- [WHAT THE TASK REQUIRES]
The job is to find each line of the records below that includes the word "array" and copy it.

- [SUPPLIED RECORDS]

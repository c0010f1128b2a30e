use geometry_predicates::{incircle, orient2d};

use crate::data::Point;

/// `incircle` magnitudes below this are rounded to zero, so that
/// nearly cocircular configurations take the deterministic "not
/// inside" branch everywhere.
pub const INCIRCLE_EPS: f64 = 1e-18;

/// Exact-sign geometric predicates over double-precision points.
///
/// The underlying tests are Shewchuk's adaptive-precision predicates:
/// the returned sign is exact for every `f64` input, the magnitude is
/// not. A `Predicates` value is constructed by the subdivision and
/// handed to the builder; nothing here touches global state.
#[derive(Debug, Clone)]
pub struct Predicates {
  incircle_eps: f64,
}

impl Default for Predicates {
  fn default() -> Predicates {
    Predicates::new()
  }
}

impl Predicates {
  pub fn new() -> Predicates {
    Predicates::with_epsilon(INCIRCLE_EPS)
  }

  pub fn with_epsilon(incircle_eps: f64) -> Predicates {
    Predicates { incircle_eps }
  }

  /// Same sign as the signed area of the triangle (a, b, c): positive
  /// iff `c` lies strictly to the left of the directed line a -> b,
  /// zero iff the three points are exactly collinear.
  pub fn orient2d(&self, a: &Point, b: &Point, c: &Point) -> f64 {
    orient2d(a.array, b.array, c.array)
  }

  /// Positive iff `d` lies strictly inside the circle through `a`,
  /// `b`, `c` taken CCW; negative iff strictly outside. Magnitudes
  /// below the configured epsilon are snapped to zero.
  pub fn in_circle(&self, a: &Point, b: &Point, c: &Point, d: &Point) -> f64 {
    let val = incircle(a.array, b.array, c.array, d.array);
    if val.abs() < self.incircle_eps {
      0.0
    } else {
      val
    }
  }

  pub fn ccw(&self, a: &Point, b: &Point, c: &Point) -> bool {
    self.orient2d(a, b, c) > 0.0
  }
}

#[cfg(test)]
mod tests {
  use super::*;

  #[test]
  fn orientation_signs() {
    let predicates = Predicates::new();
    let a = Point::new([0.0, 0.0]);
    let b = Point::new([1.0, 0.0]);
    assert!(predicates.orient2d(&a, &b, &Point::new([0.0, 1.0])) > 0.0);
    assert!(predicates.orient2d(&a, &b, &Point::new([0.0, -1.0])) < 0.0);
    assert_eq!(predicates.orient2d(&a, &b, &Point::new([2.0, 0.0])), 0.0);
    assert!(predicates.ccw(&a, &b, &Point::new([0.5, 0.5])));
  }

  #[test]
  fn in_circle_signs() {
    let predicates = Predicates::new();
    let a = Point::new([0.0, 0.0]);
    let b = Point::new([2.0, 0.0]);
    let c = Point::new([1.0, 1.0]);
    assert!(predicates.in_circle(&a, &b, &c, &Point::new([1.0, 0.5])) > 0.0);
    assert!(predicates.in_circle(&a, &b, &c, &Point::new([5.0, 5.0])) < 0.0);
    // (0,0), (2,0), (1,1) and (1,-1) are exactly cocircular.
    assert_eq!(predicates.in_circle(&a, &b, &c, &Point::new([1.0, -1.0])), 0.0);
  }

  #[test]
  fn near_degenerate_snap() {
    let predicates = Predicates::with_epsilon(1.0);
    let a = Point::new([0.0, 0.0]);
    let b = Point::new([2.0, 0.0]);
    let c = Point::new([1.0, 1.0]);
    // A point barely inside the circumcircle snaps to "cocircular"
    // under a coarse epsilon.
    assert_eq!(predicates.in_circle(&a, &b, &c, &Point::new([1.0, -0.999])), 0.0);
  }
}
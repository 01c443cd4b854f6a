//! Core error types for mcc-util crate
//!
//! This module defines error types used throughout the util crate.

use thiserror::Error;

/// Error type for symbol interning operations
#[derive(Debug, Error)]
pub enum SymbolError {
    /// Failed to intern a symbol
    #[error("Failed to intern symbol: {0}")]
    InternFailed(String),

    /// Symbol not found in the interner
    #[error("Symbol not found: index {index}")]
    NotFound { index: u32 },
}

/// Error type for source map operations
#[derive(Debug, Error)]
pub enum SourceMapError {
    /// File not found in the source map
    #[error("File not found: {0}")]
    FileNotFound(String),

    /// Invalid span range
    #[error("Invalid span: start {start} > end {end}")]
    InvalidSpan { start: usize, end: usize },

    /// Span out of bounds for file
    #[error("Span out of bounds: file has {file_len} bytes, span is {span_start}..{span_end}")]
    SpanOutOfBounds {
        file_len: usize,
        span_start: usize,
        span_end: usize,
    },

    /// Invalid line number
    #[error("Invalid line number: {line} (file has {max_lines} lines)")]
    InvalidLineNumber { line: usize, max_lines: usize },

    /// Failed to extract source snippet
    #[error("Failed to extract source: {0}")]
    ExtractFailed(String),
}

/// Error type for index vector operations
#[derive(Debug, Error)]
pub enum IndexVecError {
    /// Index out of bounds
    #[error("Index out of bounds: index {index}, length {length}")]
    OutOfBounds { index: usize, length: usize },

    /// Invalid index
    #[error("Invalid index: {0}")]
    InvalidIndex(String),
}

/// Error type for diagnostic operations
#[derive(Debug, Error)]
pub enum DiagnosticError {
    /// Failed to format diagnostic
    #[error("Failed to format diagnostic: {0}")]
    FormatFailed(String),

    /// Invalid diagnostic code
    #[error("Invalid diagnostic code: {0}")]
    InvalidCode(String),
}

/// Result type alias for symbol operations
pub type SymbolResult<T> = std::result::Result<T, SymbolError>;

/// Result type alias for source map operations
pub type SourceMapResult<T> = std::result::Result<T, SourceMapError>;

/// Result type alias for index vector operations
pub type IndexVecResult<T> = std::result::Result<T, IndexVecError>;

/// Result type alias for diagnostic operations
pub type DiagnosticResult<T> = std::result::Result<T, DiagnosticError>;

- [FINISHED EXERCISE]
    orient2d(a.array, b.array, c.array)
    let val = incircle(a.array, b.array, c.array, d.array);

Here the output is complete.